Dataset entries
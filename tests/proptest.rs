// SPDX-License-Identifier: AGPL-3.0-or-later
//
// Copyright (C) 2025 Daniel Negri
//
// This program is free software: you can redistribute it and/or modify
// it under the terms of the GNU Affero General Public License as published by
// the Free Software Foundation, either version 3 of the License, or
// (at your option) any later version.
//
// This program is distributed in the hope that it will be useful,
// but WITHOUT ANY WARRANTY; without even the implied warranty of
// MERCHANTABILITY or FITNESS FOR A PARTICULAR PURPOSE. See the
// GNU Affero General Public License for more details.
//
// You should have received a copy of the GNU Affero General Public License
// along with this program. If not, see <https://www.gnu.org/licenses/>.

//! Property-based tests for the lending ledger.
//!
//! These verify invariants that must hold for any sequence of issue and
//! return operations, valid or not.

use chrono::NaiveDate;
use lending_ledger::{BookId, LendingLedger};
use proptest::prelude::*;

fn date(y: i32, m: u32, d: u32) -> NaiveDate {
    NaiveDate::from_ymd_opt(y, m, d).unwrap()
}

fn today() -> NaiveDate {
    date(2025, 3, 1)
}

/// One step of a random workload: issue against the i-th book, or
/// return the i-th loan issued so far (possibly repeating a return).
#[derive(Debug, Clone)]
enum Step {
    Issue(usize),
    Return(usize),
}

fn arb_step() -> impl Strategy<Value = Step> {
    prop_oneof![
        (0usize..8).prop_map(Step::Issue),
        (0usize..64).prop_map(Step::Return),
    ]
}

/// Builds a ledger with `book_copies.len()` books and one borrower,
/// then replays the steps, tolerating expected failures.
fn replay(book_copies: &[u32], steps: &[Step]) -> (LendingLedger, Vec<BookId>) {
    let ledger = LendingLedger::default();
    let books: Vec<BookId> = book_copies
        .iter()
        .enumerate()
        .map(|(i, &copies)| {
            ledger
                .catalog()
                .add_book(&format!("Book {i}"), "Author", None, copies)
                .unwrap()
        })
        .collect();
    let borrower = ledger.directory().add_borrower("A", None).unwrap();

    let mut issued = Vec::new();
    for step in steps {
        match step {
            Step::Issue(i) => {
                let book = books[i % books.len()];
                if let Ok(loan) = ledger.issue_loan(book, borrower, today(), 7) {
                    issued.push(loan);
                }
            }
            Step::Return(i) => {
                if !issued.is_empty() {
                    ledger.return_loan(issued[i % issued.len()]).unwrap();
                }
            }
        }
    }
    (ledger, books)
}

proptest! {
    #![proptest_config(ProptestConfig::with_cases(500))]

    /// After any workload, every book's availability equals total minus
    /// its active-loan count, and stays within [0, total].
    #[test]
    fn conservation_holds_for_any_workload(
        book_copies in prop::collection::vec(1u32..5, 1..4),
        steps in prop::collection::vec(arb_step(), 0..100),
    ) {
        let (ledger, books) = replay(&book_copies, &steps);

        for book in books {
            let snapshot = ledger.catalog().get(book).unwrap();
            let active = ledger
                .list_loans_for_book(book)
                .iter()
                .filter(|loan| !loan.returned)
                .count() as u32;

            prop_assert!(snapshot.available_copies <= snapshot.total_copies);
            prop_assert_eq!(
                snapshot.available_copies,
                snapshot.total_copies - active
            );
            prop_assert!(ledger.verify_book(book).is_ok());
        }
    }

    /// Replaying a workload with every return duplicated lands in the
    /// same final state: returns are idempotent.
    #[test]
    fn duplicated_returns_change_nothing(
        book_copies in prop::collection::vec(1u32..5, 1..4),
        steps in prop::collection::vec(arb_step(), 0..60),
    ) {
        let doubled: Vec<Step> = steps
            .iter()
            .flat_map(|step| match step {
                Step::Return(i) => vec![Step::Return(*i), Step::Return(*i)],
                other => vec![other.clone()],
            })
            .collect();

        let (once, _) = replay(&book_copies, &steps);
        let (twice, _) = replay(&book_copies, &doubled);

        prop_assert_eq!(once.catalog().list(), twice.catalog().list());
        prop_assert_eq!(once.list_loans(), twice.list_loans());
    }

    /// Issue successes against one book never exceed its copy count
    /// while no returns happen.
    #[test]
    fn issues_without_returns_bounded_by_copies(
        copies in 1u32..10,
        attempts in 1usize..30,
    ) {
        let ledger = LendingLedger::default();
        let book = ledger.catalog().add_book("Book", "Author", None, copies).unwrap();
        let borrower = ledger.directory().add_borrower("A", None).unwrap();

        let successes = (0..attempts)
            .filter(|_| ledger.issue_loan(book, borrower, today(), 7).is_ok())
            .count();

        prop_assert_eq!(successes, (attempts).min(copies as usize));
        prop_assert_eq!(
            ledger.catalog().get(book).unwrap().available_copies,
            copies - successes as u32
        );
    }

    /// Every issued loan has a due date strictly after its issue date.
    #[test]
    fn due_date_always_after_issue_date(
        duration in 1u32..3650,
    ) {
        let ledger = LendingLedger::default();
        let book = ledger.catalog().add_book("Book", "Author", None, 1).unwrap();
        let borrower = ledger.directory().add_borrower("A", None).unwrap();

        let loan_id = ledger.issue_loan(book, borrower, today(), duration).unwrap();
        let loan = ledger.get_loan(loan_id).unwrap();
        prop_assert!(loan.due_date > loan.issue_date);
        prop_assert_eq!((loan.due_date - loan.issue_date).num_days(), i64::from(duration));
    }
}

• _Task description_
Repeat every line of the data verbatim.

• _Output for this task_
filename tests/proptest.rs
// SPDX-License-Identifier: AGPL-3.0-or-later
//
// Copyright (C) 2025 Daniel Negri
//
// This program is free software: you can redistribute it and/or modify
// it under the terms of the GNU Affero General Public License as published by
// the Free Software Foundation, either version 3 of the License, or
// (at your option) any later version.
//
// This program is distributed in the hope that it will be useful,
// but WITHOUT ANY WARRANTY; without even the implied warranty of
// MERCHANTABILITY or FITNESS FOR A PARTICULAR PURPOSE. See the
// GNU Affero General Public License for more details.
//
// You should have received a copy of the GNU Affero General Public License
// along with this program. If not, see <https://www.gnu.org/licenses/>.

//! Property-based tests for the lending ledger.
//!
//! These verify invariants that must hold for any sequence of issue and
//! return operations, valid or not.

use chrono::NaiveDate;
use lending_ledger::{BookId, LendingLedger};
use proptest::prelude::*;

fn date(y: i32, m: u32, d: u32) -> NaiveDate {
    NaiveDate::from_ymd_opt(y, m, d).unwrap()
}

fn today() -> NaiveDate {
    date(2025, 3, 1)
}

/// One step of a random workload: issue against the i-th book, or
/// return the i-th loan issued so far (possibly repeating a return).
#[derive(Debug, Clone)]
enum Step {
    Issue(usize),
    Return(usize),
}

fn arb_step() -> impl Strategy<Value = Step> {
    prop_oneof![
        (0usize..8).prop_map(Step::Issue),
        (0usize..64).prop_map(Step::Return),
    ]
}

/// Builds a ledger with `book_copies.len()` books and one borrower,
/// then replays the steps, tolerating expected failures.
fn replay(book_copies: &[u32], steps: &[Step]) -> (LendingLedger, Vec<BookId>) {
    let ledger = LendingLedger::default();
    let books: Vec<BookId> = book_copies
        .iter()
        .enumerate()
        .map(|(i, &copies)| {
            ledger
                .catalog()
                .add_book(&format!("Book {i}"), "Author", None, copies)
                .unwrap()
        })
        .collect();
    let borrower = ledger.directory().add_borrower("A", None).unwrap();

    let mut issued = Vec::new();
    for step in steps {
        match step {
            Step::Issue(i) => {
                let book = books[i % books.len()];
                if let Ok(loan) = ledger.issue_loan(book, borrower, today(), 7) {
                    issued.push(loan);
                }
            }
            Step::Return(i) => {
                if !issued.is_empty() {
                    ledger.return_loan(issued[i % issued.len()]).unwrap();
                }
            }
        }
    }
    (ledger, books)
}

proptest! {
    #![proptest_config(ProptestConfig::with_cases(500))]

    /// After any workload, every book's availability equals total minus
    /// its active-loan count, and stays within [0, total].
    #[test]
    fn conservation_holds_for_any_workload(
        book_copies in prop::collection::vec(1u32..5, 1..4),
        steps in prop::collection::vec(arb_step(), 0..100),
    ) {
        let (ledger, books) = replay(&book_copies, &steps);

        for book in books {
            let snapshot = ledger.catalog().get(book).unwrap();
            let active = ledger
                .list_loans_for_book(book)
                .iter()
                .filter(|loan| !loan.returned)
                .count() as u32;

            prop_assert!(snapshot.available_copies <= snapshot.total_copies);
            prop_assert_eq!(
                snapshot.available_copies,
                snapshot.total_copies - active
            );
            prop_assert!(ledger.verify_book(book).is_ok());
        }
    }

    /// Replaying a workload with every return duplicated lands in the
    /// same final state: returns are idempotent.
    #[test]
    fn duplicated_returns_change_nothing(
        book_copies in prop::collection::vec(1u32..5, 1..4),
        steps in prop::collection::vec(arb_step(), 0..60),
    ) {
        let doubled: Vec<Step> = steps
            .iter()
            .flat_map(|step| match step {
                Step::Return(i) => vec![Step::Return(*i), Step::Return(*i)],
                other => vec![other.clone()],
            })
            .collect();

        let (once, _) = replay(&book_copies, &steps);
        let (twice, _) = replay(&book_copies, &doubled);

        prop_assert_eq!(once.catalog().list(), twice.catalog().list());
        prop_assert_eq!(once.list_loans(), twice.list_loans());
    }

    /// Issue successes against one book never exceed its copy count
    /// while no returns happen.
    #[test]
    fn issues_without_returns_bounded_by_copies(
        copies in 1u32..10,
        attempts in 1usize..30,
    ) {
        let ledger = LendingLedger::default();
        let book = ledger.catalog().add_book("Book", "Author", None, copies).unwrap();
        let borrower = ledger.directory().add_borrower("A", None).unwrap();

        let successes = (0..attempts)
            .filter(|_| ledger.issue_loan(book, borrower, today(), 7).is_ok())
            .count();

        prop_assert_eq!(successes, (attempts).min(copies as usize));
        prop_assert_eq!(
            ledger.catalog().get(book).unwrap().available_copies,
            copies - successes as u32
        );
    }

    /// Every issued loan has a due date strictly after its issue date.
    #[test]
    fn due_date_always_after_issue_date(
        duration in 1u32..3650,
    ) {
        let ledger = LendingLedger::default();
        let book = ledger.catalog().add_book("Book", "Author", None, 1).unwrap();
        let borrower = ledger.directory().add_borrower("A", None).unwrap();

        let loan_id = ledger.issue_loan(book, borrower, today(), duration).unwrap();
        let loan = ledger.get_loan(loan_id).unwrap();
        prop_assert!(loan.due_date > loan.issue_date);
        prop_assert_eq!((loan.due_date - loan.issue_date).num_days(), i64::from(duration));
    }
}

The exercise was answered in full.